THE TASK:
Every line of the material is to be duplicated precisely.

RECORDS TO PROCESS:
---------------

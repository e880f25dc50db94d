//! CNN Model Architecture for Hand-Sign Classification
//!
//! Three convolution blocks (3x3 valid convolution, ReLU, 2x2 max-pool) with
//! 32, 64 and 128 filters, a flatten, and one dense layer producing class
//! logits. Softmax is applied by [`HandSignCnn::forward_softmax`]; training
//! works on logits through a log-softmax.

use burn::{
    config::Config,
    module::Module,
    nn::{
        conv::{Conv2d, Conv2dConfig},
        pool::{MaxPool2d, MaxPool2dConfig},
        Linear, LinearConfig, PaddingConfig2d, Relu,
    },
    tensor::{backend::Backend, Tensor},
};

use crate::utils::error::HandSignError;

/// Configuration for the HandSignCnn model
#[derive(Config, Debug)]
pub struct HandSignCnnConfig {
    /// Number of output classes
    #[config(default = "24")]
    pub num_classes: usize,

    /// Input image size (square)
    #[config(default = "28")]
    pub input_size: usize,

    /// Number of input channels (3 for RGB)
    #[config(default = "3")]
    pub in_channels: usize,

    /// Filters of the first block; doubled in each following block
    #[config(default = "32")]
    pub base_filters: usize,
}

impl HandSignCnnConfig {
    /// Spatial side length after the three conv/pool blocks
    pub fn final_spatial_size(&self) -> usize {
        (0..3).fold(self.input_size, |s, _| s.saturating_sub(2) / 2)
    }

    /// Width of the flattened feature vector fed to the dense layer
    pub fn flattened_features(&self) -> usize {
        let s = self.final_spatial_size();
        self.base_filters * 4 * s * s
    }

    pub fn validate(&self) -> crate::utils::error::Result<()> {
        if self.num_classes == 0 {
            return Err(HandSignError::Model("num_classes must be > 0".into()));
        }
        if self.final_spatial_size() == 0 {
            return Err(HandSignError::Model(format!(
                "input size {} is too small for three conv/pool blocks",
                self.input_size
            )));
        }
        Ok(())
    }
}

/// Conv2d (3x3, valid) + ReLU + MaxPool (2x2, stride 2)
#[derive(Module, Debug)]
pub struct ConvBlock<B: Backend> {
    pub conv: Conv2d<B>,
    pub relu: Relu,
    pub pool: MaxPool2d,
}

impl<B: Backend> ConvBlock<B> {
    pub fn new(in_channels: usize, out_channels: usize, device: &B::Device) -> Self {
        let conv = Conv2dConfig::new([in_channels, out_channels], [3, 3])
            .with_padding(PaddingConfig2d::Valid)
            .init(device);
        let pool = MaxPool2dConfig::new([2, 2]).with_strides([2, 2]).init();

        Self {
            conv,
            relu: Relu::new(),
            pool,
        }
    }

    pub fn forward(&self, x: Tensor<B, 4>) -> Tensor<B, 4> {
        let x = self.conv.forward(x);
        let x = self.relu.forward(x);
        self.pool.forward(x)
    }
}

/// Hand-sign letter classifier
#[derive(Module, Debug)]
pub struct HandSignCnn<B: Backend> {
    pub block1: ConvBlock<B>,
    pub block2: ConvBlock<B>,
    pub block3: ConvBlock<B>,
    pub output: Linear<B>,
    num_classes: usize,
}

impl<B: Backend> HandSignCnn<B> {
    /// Build a freshly initialised model
    pub fn new(
        config: &HandSignCnnConfig,
        device: &B::Device,
    ) -> crate::utils::error::Result<Self> {
        config.validate()?;
        let base = config.base_filters;

        // 28 -> 26 -> 13 -> 11 -> 5 -> 3 -> 1
        let block1 = ConvBlock::new(config.in_channels, base, device);
        let block2 = ConvBlock::new(base, base * 2, device);
        let block3 = ConvBlock::new(base * 2, base * 4, device);
        let output = LinearConfig::new(config.flattened_features(), config.num_classes).init(device);

        Ok(Self {
            block1,
            block2,
            block3,
            output,
            num_classes: config.num_classes,
        })
    }

    /// # Arguments
    /// * `x` - Input tensor of shape [batch_size, 3, height, width]
    ///
    /// # Returns
    /// * Logits of shape [batch_size, num_classes]
    pub fn forward(&self, x: Tensor<B, 4>) -> Tensor<B, 2> {
        let x = self.block1.forward(x);
        let x = self.block2.forward(x);
        let x = self.block3.forward(x);

        let [batch_size, channels, height, width] = x.dims();
        let x = x.reshape([batch_size, channels * height * width]);

        self.output.forward(x)
    }

    /// Class probabilities, rows summing to 1
    pub fn forward_softmax(&self, x: Tensor<B, 4>) -> Tensor<B, 2> {
        burn::tensor::activation::softmax(self.forward(x), 1)
    }

    pub fn num_classes(&self) -> usize {
        self.num_classes
    }

    /// Fail fast when the output layer does not cover `dataset_classes`
    pub fn ensure_num_classes(&self, dataset_classes: usize) -> crate::utils::error::Result<()> {
        if self.num_classes != dataset_classes {
            return Err(HandSignError::ClassCountMismatch {
                model: self.num_classes,
                dataset: dataset_classes,
            });
        }
        Ok(())
    }
}

#[cfg(test)]
mod tests {
    use super::*;
    use burn_ndarray::NdArray;

    type TestBackend = NdArray;

    #[test]
    fn test_feature_size_for_28px() {
        let config = HandSignCnnConfig::new();
        assert_eq!(config.final_spatial_size(), 1);
        assert_eq!(config.flattened_features(), 128);
    }

    #[test]
    fn test_config_json_roundtrip() {
        let dir = tempfile::tempdir().unwrap();
        let path = dir.path().join("model_config.json");
        let config = HandSignCnnConfig::new().with_num_classes(7).with_base_filters(16);

        config.save(&path).unwrap();
        let loaded = HandSignCnnConfig::load(&path).unwrap();
        assert_eq!(loaded.num_classes, 7);
        assert_eq!(loaded.base_filters, 16);
        assert_eq!(loaded.input_size, 28);
    }

    #[test]
    fn test_too_small_input_rejected() {
        let config = HandSignCnnConfig::new().with_input_size(16);
        assert!(config.validate().is_err());
    }

    #[test]
    fn test_forward_shape() {
        let device = Default::default();
        let config = HandSignCnnConfig::new();
        let model: HandSignCnn<TestBackend> = HandSignCnn::new(&config, &device).unwrap();

        let input = Tensor::<TestBackend, 4>::zeros([2, 3, 28, 28], &device);
        let output = model.forward(input);
        assert_eq!(output.dims(), [2, 24]);
    }

    #[test]
    fn test_softmax_rows_sum_to_one() {
        let device = Default::default();
        let config = HandSignCnnConfig::new().with_num_classes(5);
        let model: HandSignCnn<TestBackend> = HandSignCnn::new(&config, &device).unwrap();

        let input = Tensor::<TestBackend, 4>::ones([3, 3, 28, 28], &device);
        let sums: Vec<f32> = model
            .forward_softmax(input)
            .sum_dim(1)
            .into_data()
            .iter::<f32>()
            .collect();
        assert!(sums.iter().all(|s| (s - 1.0).abs() < 1e-5));
    }

    #[test]
    fn test_class_count_check() {
        let device = Default::default();
        let config = HandSignCnnConfig::new().with_num_classes(3);
        let model: HandSignCnn<TestBackend> = HandSignCnn::new(&config, &device).unwrap();

        assert!(model.ensure_num_classes(3).is_ok());
        assert!(matches!(
            model.ensure_num_classes(24),
            Err(HandSignError::ClassCountMismatch {
                model: 3,
                dataset: 24
            })
        ));
    }

    #[test]
    fn test_larger_input_flattens_correctly() {
        let device = Default::default();
        let config = HandSignCnnConfig::new().with_input_size(64).with_num_classes(2);
        let model: HandSignCnn<TestBackend> = HandSignCnn::new(&config, &device).unwrap();

        let input = Tensor::<TestBackend, 4>::zeros([1, 3, 64, 64], &device);
        assert_eq!(model.forward(input).dims(), [1, 2]);
    }
}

---------------

RESPONSE TO THE TASK:
repository e880f25dc50db94d
//! CNN Model Architecture for Hand-Sign Classification
//!
//! Three convolution blocks (3x3 valid convolution, ReLU, 2x2 max-pool) with
//! 32, 64 and 128 filters, a flatten, and one dense layer producing class
//! logits. Softmax is applied by [`HandSignCnn::forward_softmax`]; training
//! works on logits through a log-softmax.

use burn::{
    config::Config,
    module::Module,
    nn::{
        conv::{Conv2d, Conv2dConfig},
        pool::{MaxPool2d, MaxPool2dConfig},
        Linear, LinearConfig, PaddingConfig2d, Relu,
    },
    tensor::{backend::Backend, Tensor},
};

use crate::utils::error::HandSignError;

/// Configuration for the HandSignCnn model
#[derive(Config, Debug)]
pub struct HandSignCnnConfig {
    /// Number of output classes
    #[config(default = "24")]
    pub num_classes: usize,

    /// Input image size (square)
    #[config(default = "28")]
    pub input_size: usize,

    /// Number of input channels (3 for RGB)
    #[config(default = "3")]
    pub in_channels: usize,

    /// Filters of the first block; doubled in each following block
    #[config(default = "32")]
    pub base_filters: usize,
}

impl HandSignCnnConfig {
    /// Spatial side length after the three conv/pool blocks
    pub fn final_spatial_size(&self) -> usize {
        (0..3).fold(self.input_size, |s, _| s.saturating_sub(2) / 2)
    }

    /// Width of the flattened feature vector fed to the dense layer
    pub fn flattened_features(&self) -> usize {
        let s = self.final_spatial_size();
        self.base_filters * 4 * s * s
    }

    pub fn validate(&self) -> crate::utils::error::Result<()> {
        if self.num_classes == 0 {
            return Err(HandSignError::Model("num_classes must be > 0".into()));
        }
        if self.final_spatial_size() == 0 {
            return Err(HandSignError::Model(format!(
                "input size {} is too small for three conv/pool blocks",
                self.input_size
            )));
        }
        Ok(())
    }
}

/// Conv2d (3x3, valid) + ReLU + MaxPool (2x2, stride 2)
#[derive(Module, Debug)]
pub struct ConvBlock<B: Backend> {
    pub conv: Conv2d<B>,
    pub relu: Relu,
    pub pool: MaxPool2d,
}

impl<B: Backend> ConvBlock<B> {
    pub fn new(in_channels: usize, out_channels: usize, device: &B::Device) -> Self {
        let conv = Conv2dConfig::new([in_channels, out_channels], [3, 3])
            .with_padding(PaddingConfig2d::Valid)
            .init(device);
        let pool = MaxPool2dConfig::new([2, 2]).with_strides([2, 2]).init();

        Self {
            conv,
            relu: Relu::new(),
            pool,
        }
    }

    pub fn forward(&self, x: Tensor<B, 4>) -> Tensor<B, 4> {
        let x = self.conv.forward(x);
        let x = self.relu.forward(x);
        self.pool.forward(x)
    }
}

/// Hand-sign letter classifier
#[derive(Module, Debug)]
pub struct HandSignCnn<B: Backend> {
    pub block1: ConvBlock<B>,
    pub block2: ConvBlock<B>,
    pub block3: ConvBlock<B>,
    pub output: Linear<B>,
    num_classes: usize,
}

impl<B: Backend> HandSignCnn<B> {
    /// Build a freshly initialised model
    pub fn new(
        config: &HandSignCnnConfig,
        device: &B::Device,
    ) -> crate::utils::error::Result<Self> {
        config.validate()?;
        let base = config.base_filters;

        // 28 -> 26 -> 13 -> 11 -> 5 -> 3 -> 1
        let block1 = ConvBlock::new(config.in_channels, base, device);
        let block2 = ConvBlock::new(base, base * 2, device);
        let block3 = ConvBlock::new(base * 2, base * 4, device);
        let output = LinearConfig::new(config.flattened_features(), config.num_classes).init(device);

        Ok(Self {
            block1,
            block2,
            block3,
            output,
            num_classes: config.num_classes,
        })
    }

    /// # Arguments
    /// * `x` - Input tensor of shape [batch_size, 3, height, width]
    ///
    /// # Returns
    /// * Logits of shape [batch_size, num_classes]
    pub fn forward(&self, x: Tensor<B, 4>) -> Tensor<B, 2> {
        let x = self.block1.forward(x);
        let x = self.block2.forward(x);
        let x = self.block3.forward(x);

        let [batch_size, channels, height, width] = x.dims();
        let x = x.reshape([batch_size, channels * height * width]);

        self.output.forward(x)
    }

    /// Class probabilities, rows summing to 1
    pub fn forward_softmax(&self, x: Tensor<B, 4>) -> Tensor<B, 2> {
        burn::tensor::activation::softmax(self.forward(x), 1)
    }

    pub fn num_classes(&self) -> usize {
        self.num_classes
    }

    /// Fail fast when the output layer does not cover `dataset_classes`
    pub fn ensure_num_classes(&self, dataset_classes: usize) -> crate::utils::error::Result<()> {
        if self.num_classes != dataset_classes {
            return Err(HandSignError::ClassCountMismatch {
                model: self.num_classes,
                dataset: dataset_classes,
            });
        }
        Ok(())
    }
}

#[cfg(test)]
mod tests {
    use super::*;
    use burn_ndarray::NdArray;

    type TestBackend = NdArray;

    #[test]
    fn test_feature_size_for_28px() {
        let config = HandSignCnnConfig::new();
        assert_eq!(config.final_spatial_size(), 1);
        assert_eq!(config.flattened_features(), 128);
    }

    #[test]
    fn test_config_json_roundtrip() {
        let dir = tempfile::tempdir().unwrap();
        let path = dir.path().join("model_config.json");
        let config = HandSignCnnConfig::new().with_num_classes(7).with_base_filters(16);

        config.save(&path).unwrap();
        let loaded = HandSignCnnConfig::load(&path).unwrap();
        assert_eq!(loaded.num_classes, 7);
        assert_eq!(loaded.base_filters, 16);
        assert_eq!(loaded.input_size, 28);
    }

    #[test]
    fn test_too_small_input_rejected() {
        let config = HandSignCnnConfig::new().with_input_size(16);
        assert!(config.validate().is_err());
    }

    #[test]
    fn test_forward_shape() {
        let device = Default::default();
        let config = HandSignCnnConfig::new();
        let model: HandSignCnn<TestBackend> = HandSignCnn::new(&config, &device).unwrap();

        let input = Tensor::<TestBackend, 4>::zeros([2, 3, 28, 28], &device);
        let output = model.forward(input);
        assert_eq!(output.dims(), [2, 24]);
    }

    #[test]
    fn test_softmax_rows_sum_to_one() {
        let device = Default::default();
        let config = HandSignCnnConfig::new().with_num_classes(5);
        let model: HandSignCnn<TestBackend> = HandSignCnn::new(&config, &device).unwrap();

        let input = Tensor::<TestBackend, 4>::ones([3, 3, 28, 28], &device);
        let sums: Vec<f32> = model
            .forward_softmax(input)
            .sum_dim(1)
            .into_data()
            .iter::<f32>()
            .collect();
        assert!(sums.iter().all(|s| (s - 1.0).abs() < 1e-5));
    }

    #[test]
    fn test_class_count_check() {
        let device = Default::default();
        let config = HandSignCnnConfig::new().with_num_classes(3);
        let model: HandSignCnn<TestBackend> = HandSignCnn::new(&config, &device).unwrap();

        assert!(model.ensure_num_classes(3).is_ok());
        assert!(matches!(
            model.ensure_num_classes(24),
            Err(HandSignError::ClassCountMismatch {
                model: 3,
                dataset: 24
            })
        ));
    }

    #[test]
    fn test_larger_input_flattens_correctly() {
        let device = Default::default();
        let config = HandSignCnnConfig::new().with_input_size(64).with_num_classes(2);
        let model: HandSignCnn<TestBackend> = HandSignCnn::new(&config, &device).unwrap();

        let input = Tensor::<TestBackend, 4>::zeros([1, 3, 64, 64], &device);
        assert_eq!(model.forward(input).dims(), [1, 2]);
    }
}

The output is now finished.